By Aaron Wherry - Thursday, April 19, 2012 at 8:30 AM - 0 Comments
As part of its challenge to the election results in seven ridings, the Council of Canadians has obtained (and now released) an affidavit from Annette Desgagne, a call centre worker with Responsive Marketing Group in Thunder Bay.
About 3 days before election day, the script changed in a manner that was noticeable to me. When a new script was being implemented, we would have to specifically log off and log back into the system. This time, the scripts we were to read to the listeners concerned changes to the locations of their polling stations. The new scripts we were to read did not identify that we were calling on behalf of the Conservative Party nor did we mention the local Conservative candidate…

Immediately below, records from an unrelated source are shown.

//! Interfaces of the external collaborators the host core consumes.
//!
//! The core never hands a collaborator mutable access to its own state; every
//! call receives owned copies of what it needs.

use std::sync::Arc;

use async_trait::async_trait;
use devpilot_proto::{EditorSnapshot, Marker, Selection, SurfaceKind, TextEdit, ThemeKind};
use serde_json::Value;
use tokio::sync::mpsc;

use crate::error::{GenerationError, PersistenceError, SourceError};
use crate::subscription::Subscription;

/// Change notification from the live editing session.
#[derive(Debug, Clone, PartialEq, Eq)]
pub enum EditorEvent {
	/// A document's text changed. High frequency; debounced by the host.
	DocumentChanged {
		/// Changed document.
		uri: String,
	},
	/// Another editor became active.
	ActiveEditorChanged,
	/// A document was opened.
	DocumentOpened {
		/// Opened document.
		uri: String,
	},
	/// A document was closed.
	DocumentClosed {
		/// Closed document.
		uri: String,
	},
	/// A document was saved.
	DocumentSaved {
		/// Saved document.
		uri: String,
	},
	/// The selections of an editor changed.
	SelectionChanged {
		/// Document whose editor changed selection.
		uri: String,
	},
	/// The host colour theme changed.
	ThemeChanged(ThemeKind),
}

/// Where an [`EditorSource`] delivers its notifications.
#[derive(Debug, Clone)]
pub struct EditorEventSink {
	tx: mpsc::UnboundedSender<EditorEvent>,
}

impl EditorEventSink {
	/// Wraps a channel sender.
	pub fn from_sender(tx: mpsc::UnboundedSender<EditorEvent>) -> Self {
		Self { tx }
	}

	/// Forwards an event. Returns false once the host has stopped listening.
	pub fn emit(&self, event: EditorEvent) -> bool {
		self.tx.send(event).is_ok()
	}
}

/// The live editing session observed by the host.
#[async_trait]
pub trait EditorSource: Send + Sync {
	/// Snapshot of the active editor's document, if any.
	async fn active_editor(&self) -> Option<EditorSnapshot>;

	/// Current selections in the editor showing `uri`.
	async fn selections(&self, uri: &str) -> Vec<Selection>;

	/// Uncommitted changes of one resource as a unified diff.
	async fn diff_for_resource(&self, uri: &str) -> Result<String, SourceError>;

	/// Uncommitted changes of the whole workspace as a unified diff.
	async fn workspace_diff(&self) -> Result<String, SourceError>;

	/// Applies validated edits to the document at `uri`.
	async fn apply_edits(&self, uri: &str, edits: &[TextEdit]) -> Result<(), SourceError>;

	/// Starts delivering change notifications to `sink`.
	fn subscribe(&self, sink: EditorEventSink) -> Result<Subscription, SourceError>;
}

/// Read-only scan of the workspace for marker comments.
///
/// Scans are blocking and run on the blocking thread pool.
pub trait SourceScanner: Send + Sync {
	/// Returns every marker in files matching `glob`.
	fn scan_for_markers(&self, glob: &str) -> Result<Vec<Marker>, SourceError>;
}

/// What a generation request produces.
#[derive(Debug, Clone, Copy, PartialEq, Eq, Hash)]
pub enum GenerationKind {
	/// Commit message from a diff.
	Commit,
	/// Chat answer from user text.
	Chat,
}

/// External text generation endpoint.
#[async_trait]
pub trait GenerationService: Send + Sync {
	/// Generates text for `input`.
	async fn generate(&self, kind: GenerationKind, input: &str) -> Result<String, GenerationError>;
}

/// Secret storage keyed by name.
#[async_trait]
pub trait CredentialStore: Send + Sync {
	/// Returns the secret stored under `key`.
	async fn get(&self, key: &str) -> Result<Option<String>, PersistenceError>;

	/// Stores `secret` under `key`.
	async fn set(&self, key: &str, secret: &str) -> Result<(), PersistenceError>;
}

/// Durable JSON key-value storage backing the state store.
#[async_trait]
pub trait KvStore: Send + Sync {
	/// Returns the value stored under `key`.
	async fn get(&self, key: &str) -> Result<Option<Value>, PersistenceError>;

	/// Replaces the value stored under `key`. Durable once this returns.
	async fn update(&self, key: &str, value: Value) -> Result<(), PersistenceError>;
}

/// The container environment that creates display surfaces.
pub trait Workbench: Send + Sync {
	/// Opens or reveals a surface of `kind`.
	fn reveal(&self, kind: SurfaceKind);

	/// Theme currently used by the host environment.
	fn current_theme(&self) -> ThemeKind;
}

/// The full set of collaborators a host runs against.
#[derive(Clone)]
pub struct Collaborators {
	/// Live editing session.
	pub editor: Arc<dyn EditorSource>,
	/// Marker scanner.
	pub scanner: Arc<dyn SourceScanner>,
	/// Text generation.
	pub generator: Arc<dyn GenerationService>,
	/// Secret storage.
	pub credentials: Arc<dyn CredentialStore>,
	/// Durable state storage.
	pub kv: Arc<dyn KvStore>,
	/// Surface container.
	pub workbench: Arc<dyn Workbench>,
}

I started to become concerned about the Change of Address Calls, because several listeners with whom I spoke, questioned me about the new polling location I was providing. For example, I recall one woman in Winnipeg telling me that the address I just gave her was over an hour away. I tried to problem solve this over the phone with her for a few minutes, but she was sure the new address was wrong. There was a phone number at the bottom of the screen in front of me that I was to give people if they had further questions. That lady said she had called that number but that it was not a correct number.
Elections Canada specifically asked all political parties to refrain from calling voters about changes to polling station locations. But Ms. Desgagne says she recalls calling voters in Nipissing-Timiskaming, where apparently no changes were made.
RMG says callers were scripted to identify themselves as calling from the party and that the calls weren’t specifically about changes to polling station locations. Continue…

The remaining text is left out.